How to Overcome “I Can’t Afford It”

By , Text Only Admin

Solo-E Certified Solo Entrepreneur Expert

TextOnly'Admin - Text Only Admin

Ah…mastering the art of the sales conversation is something that I get to work on with my clients each and every week. It’s my favorite part of supporting amazing business owners to go from one or two clients to a completely full roster.  Sometimes even a waiting list.

Any objection – no matter what it is – is actually a gift.  I want you to think of it that way because what it is telling you is that this person is considering working with you.  If it wasn’t even an option, then they wouldn’t bother to come up with a question or objection.  So, hooray for you!  And, another hooray for you because you if you are encountering objections that means that you are having one-on-one sales conversations.

So, when you get the “I can’t afford it” (or any other objection), I want you to do a few things.

First, take a second to breathe and acknowledge the person on the other end of the conversation.

This gives you a minute to process what is being said, to remind yourself that the objection that they are bringing up has nothing to do with you and has everything to do with them, and it lets the other person know that she has been heard.  Money is a taboo topic for the majority of people so acknowledging that this person opened up about a difficult to discuss topic is important.

Examples:  “Thank you for asking that question”, “thank you for bringing that up”, or “I appreciate you sharing that with me and I understand how it can feel that way”. Nothing fancy here – just simply acknowledge where they are right now and how you understand that it might feel a certain way.

Second, an essential element of any sales conversation includes assisting the client to realize the “pain” of staying where she is and then quantifying her commitment to get unstuck.  This should happen early on during the sales conversation (prior to objections or discussions about the investment to work with you.)

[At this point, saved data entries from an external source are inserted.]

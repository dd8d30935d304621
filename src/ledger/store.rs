use std::collections::{BTreeMap, HashMap};
use std::io::ErrorKind;
use std::path::{Path, PathBuf};

use parking_lot::Mutex;
use tracing::debug;

use crate::errors::{AppError, AppResult};

/// Durable string key-value storage backing the stream ledger.
///
/// A call returns only after the write is durable for the backend, so a crash
/// right after `set` never loses the acknowledged value.
pub trait KeyValueStore: Send + Sync {
    fn get(&self, key: &str) -> AppResult<Option<String>>;

    fn set(&self, key: &str, value: &str) -> AppResult<()>;

    fn remove(&self, key: &str) -> AppResult<()>;

    /// Writes several keys. Backends with a costly flush override this to
    /// persist them in one write.
    fn set_many(&self, pairs: &[(String, String)]) -> AppResult<()> {
        for (key, value) in pairs {
            self.set(key, value)?;
        }
        Ok(())
    }

    /// Removes several keys; overriding backends make this a single write.
    fn remove_many(&self, keys: &[String]) -> AppResult<()> {
        for key in keys {
            self.remove(key)?;
        }
        Ok(())
    }
}

/// Non-durable store, for tests and for running without a ledger file.
#[derive(Debug, Default)]
pub struct InMemoryStore {
    entries: Mutex<HashMap<String, String>>,
}

impl InMemoryStore {
    pub fn new() -> Self {
        Self::default()
    }

    pub fn len(&self) -> usize {
        self.entries.lock().len()
    }

    pub fn is_empty(&self) -> bool {
        self.entries.lock().is_empty()
    }
}

impl KeyValueStore for InMemoryStore {
    fn get(&self, key: &str) -> AppResult<Option<String>> {
        Ok(self.entries.lock().get(key).cloned())
    }

    fn set(&self, key: &str, value: &str) -> AppResult<()> {
        self.entries.lock().insert(key.to_string(), value.to_string());
        Ok(())
    }

    fn remove(&self, key: &str) -> AppResult<()> {
        self.entries.lock().remove(key);
        Ok(())
    }
}

/// Store persisted as a single JSON object on disk.
///
/// The whole map is rewritten after every mutation through a temp file and a
/// rename, so the file on disk is always a complete snapshot. The in-memory
/// copy only changes once the snapshot is on disk.
#[derive(Debug)]
pub struct JsonFileStore {
    path: PathBuf,
    entries: Mutex<BTreeMap<String, String>>,
}

impl JsonFileStore {
    /// Opens the store, starting empty when the file does not exist yet.
    pub fn open(path: impl Into<PathBuf>) -> AppResult<Self> {
        let path = path.into();
        let entries = match std::fs::read_to_string(&path) {
            Ok(contents) if contents.trim().is_empty() => BTreeMap::new(),
            Ok(contents) => serde_json::from_str(&contents).map_err(|source| {
                AppError::LedgerCorrupt { path: path.clone(), source }
            })?,
            Err(e) if e.kind() == ErrorKind::NotFound => BTreeMap::new(),
            Err(source) => return Err(AppError::LedgerIo { path, source }),
        };
        debug!("Opened ledger at {} with {} keys", path.display(), entries.len());
        Ok(Self { path, entries: Mutex::new(entries) })
    }

    pub fn path(&self) -> &Path {
        &self.path
    }

    fn io_error(&self, source: std::io::Error) -> AppError {
        AppError::LedgerIo { path: self.path.clone(), source }
    }

    fn flush(&self, entries: &BTreeMap<String, String>) -> AppResult<()> {
        if let Some(parent) = self.path.parent().filter(|p| !p.as_os_str().is_empty()) {
            std::fs::create_dir_all(parent).map_err(|e| self.io_error(e))?;
        }
        let json = serde_json::to_string(entries).map_err(|source| {
            AppError::LedgerCorrupt { path: self.path.clone(), source }
        })?;

        let temp_path = self.path.with_extension("json.tmp");
        std::fs::write(&temp_path, json).map_err(|e| self.io_error(e))?;
        std::fs::rename(&temp_path, &self.path).map_err(|e| self.io_error(e))?;
        Ok(())
    }

    /// Applies `change` to a copy of the map, persists it, then publishes it.
    /// Skips the write when `change` reports nothing changed.
    fn mutate(&self, change: impl FnOnce(&mut BTreeMap<String, String>) -> bool) -> AppResult<()> {
        let mut entries = self.entries.lock();
        let mut next = entries.clone();
        if !change(&mut next) {
            return Ok(());
        }
        self.flush(&next)?;
        *entries = next;
        Ok(())
    }
}

impl KeyValueStore for JsonFileStore {
    fn get(&self, key: &str) -> AppResult<Option<String>> {
        Ok(self.entries.lock().get(key).cloned())
    }

    fn set(&self, key: &str, value: &str) -> AppResult<()> {
        self.mutate(|entries| {
            entries.insert(key.to_string(), value.to_string()).as_deref() != Some(value)
        })
    }

    fn remove(&self, key: &str) -> AppResult<()> {
        self.mutate(|entries| entries.remove(key).is_some())
    }

    fn set_many(&self, pairs: &[(String, String)]) -> AppResult<()> {
        self.mutate(|entries| {
            let mut changed = false;
            for (key, value) in pairs {
                changed |= entries.insert(key.clone(), value.clone()).as_ref() != Some(value);
            }
            changed
        })
    }

    fn remove_many(&self, keys: &[String]) -> AppResult<()> {
        self.mutate(|entries| {
            let mut changed = false;
            for key in keys {
                changed |= entries.remove(key).is_some();
            }
            changed
        })
    }
}

#[cfg(test)]
mod tests {
    use super::*;

    #[test]
    fn memory_store_set_get_remove() {
        let store = InMemoryStore::new();
        store.set("a", "1").unwrap();
        assert_eq!(store.get("a").unwrap().as_deref(), Some("1"));
        store.remove_many(&["a".to_string(), "missing".to_string()]).unwrap();
        assert!(store.is_empty());
    }

    #[test]
    fn json_store_survives_reopen() {
        let dir = tempfile::tempdir().unwrap();
        let path = dir.path().join("nested").join("ledger.json");

        let store = JsonFileStore::open(&path).unwrap();
        store
            .set_many(&[("k1".into(), "v1".into()), ("k2".into(), "v2".into())])
            .unwrap();
        store.remove("k1").unwrap();
        drop(store);

        let reopened = JsonFileStore::open(&path).unwrap();
        assert_eq!(reopened.get("k1").unwrap(), None);
        assert_eq!(reopened.get("k2").unwrap().as_deref(), Some("v2"));
        assert!(!path.with_extension("json.tmp").exists());
    }

    #[test]
    fn failed_flush_leaves_entries_untouched() {
        let dir = tempfile::tempdir().unwrap();
        let path = dir.path().join("ledger.json");
        let store = JsonFileStore::open(&path).unwrap();
        store.set("k1", "v1").unwrap();

        // A non-empty directory in place of the file makes the rename fail.
        std::fs::remove_file(&path).unwrap();
        std::fs::create_dir(&path).unwrap();
        std::fs::write(path.join("blocker"), "").unwrap();

        let err = store.set("k2", "v2").unwrap_err();
        assert!(matches!(err, AppError::LedgerIo { .. }), "{err:?}");
        assert!(store.remove("k1").is_err());
        assert_eq!(store.get("k1").unwrap().as_deref(), Some("v1"));
        assert_eq!(store.get("k2").unwrap(), None);
    }

    #[test]
    fn json_store_writes_compact_json() {
        let dir = tempfile::tempdir().unwrap();
        let path = dir.path().join("ledger.json");
        let store = JsonFileStore::open(&path).unwrap();
        store.set_many(&[("a".into(), "1".into()), ("b".into(), "2".into())]).unwrap();

        assert_eq!(std::fs::read_to_string(&path).unwrap(), r#"{"a":"1","b":"2"}"#);
    }

    #[test]
    fn json_store_rejects_corrupt_file() {
        let dir = tempfile::tempdir().unwrap();
        let path = dir.path().join("ledger.json");
        std::fs::write(&path, "{ not json").unwrap();

        let err = JsonFileStore::open(&path).unwrap_err();
        assert!(matches!(err, AppError::LedgerCorrupt { .. }));
    }

    #[test]
    fn json_store_treats_empty_file_as_empty() {
        let dir = tempfile::tempdir().unwrap();
        let path = dir.path().join("ledger.json");
        std::fs::write(&path, "").unwrap();

        let store = JsonFileStore::open(&path).unwrap();
        assert_eq!(store.get("anything").unwrap(), None);
        assert_eq!(store.path(), path.as_path());
    }
}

Examples include: “What is the cost to you if you stay where you are (financially, emotionally, physically, in terms of quality of life, etc.)?” or “If we were to get on the phone 12 months from now and you were to say that you are in the exact same place as you are right now, what would that feel like?  How would you describe that to me?”

After you are given a clear picture of what staying stuck looks like for the client, a powerful question to follow up is something like this: “On a scale of 1-10, with 10 being the highest, what is your commitment level to making this change?”  When the client responds with an 8, 9, or 10, you are talking to someone that is ready to make a change.  She is motivated.  If, on the other hand, the persons commitment level is only a 4, 5, or 6, then it is likely that you either (1) didn’t uncover the true “pain” or (2) this person isn’t an ideal client because she isn’t uncomfortable enough to make a change.

Ok, so you take a deep breath and acknowledge the other persons objection.

Next, I recommend following up with another question like, “Is it OK if I explore this topic a little further with you?”

Once the person agrees (and she will), you have an opportunity to help her start to stand tall and to claim their biggest, fullest version of her life.  It’s up to you to show her that you see bigger things for her and that you aren’t going to let her play small.

Since you have her permission, you can dig a little deeper.  Some possible questions for this point of the conversation include:

“If you did have enough money, what else would you say is keeping you from moving forward?”

OR

“Is it that you don’t have money for this or that you don’t have money for anything right now?  You see, when I work with individuals, I often see that they are afraid to play bigger and to step up to their fullest potential.  I also realize that when people really see a need for something, they find a way to pay for it.  If your plumbing was to spring a leak in your house tomorrow, I imagine that you’d have the money to pay for it, right?

If that’s the case, then I want you to take some time to really think about where your priorities are and if you really want what we’ve discussed today during our time together.  You see, working with a coach is a big step.  And it takes a lot of commitment from you.  If you aren’t really ready for that, I understand…but I think that you are.

If not now, then when will it be possible for you to invest in yourself at this level?”

OR

“As a coach, I must point out the discrepancy that I see here.

I want you to succeed and I believe that you can absolutely accomplish everything that we’ve discussed today.

Earlier in our conversation, you told me that your commitment level to making this change in your life is a 10.  Now you are saying that you can’t afford to do it.

Do you see the contradiction here?  What do you think is going on?”

When I hear this objection (which is rare since I focus so much on uncovering the “pain” that the client is in right now and focus on their commitment level to making the change), I realize that I have an opportunity in front of me to help this person claim the life that he or she really wants.

A sales conversation is a success even when I don’t get a new client.  A sales conversation is a success when the other person walks away with a new way of thinking.

Remember, a sales conversation is just that – – a conversation.  It’s not about “winning” or “losing”.  It’s about raising that person up to see what she really wants – and to help her understand that her dreams can absolutely come true.  AND she has to be willing to get out of her comfort zone.

How do you see this working for you?  And, what other methods help you during a one on one sales conversation to stay calm, focused, and to serve the person on the other end of the line?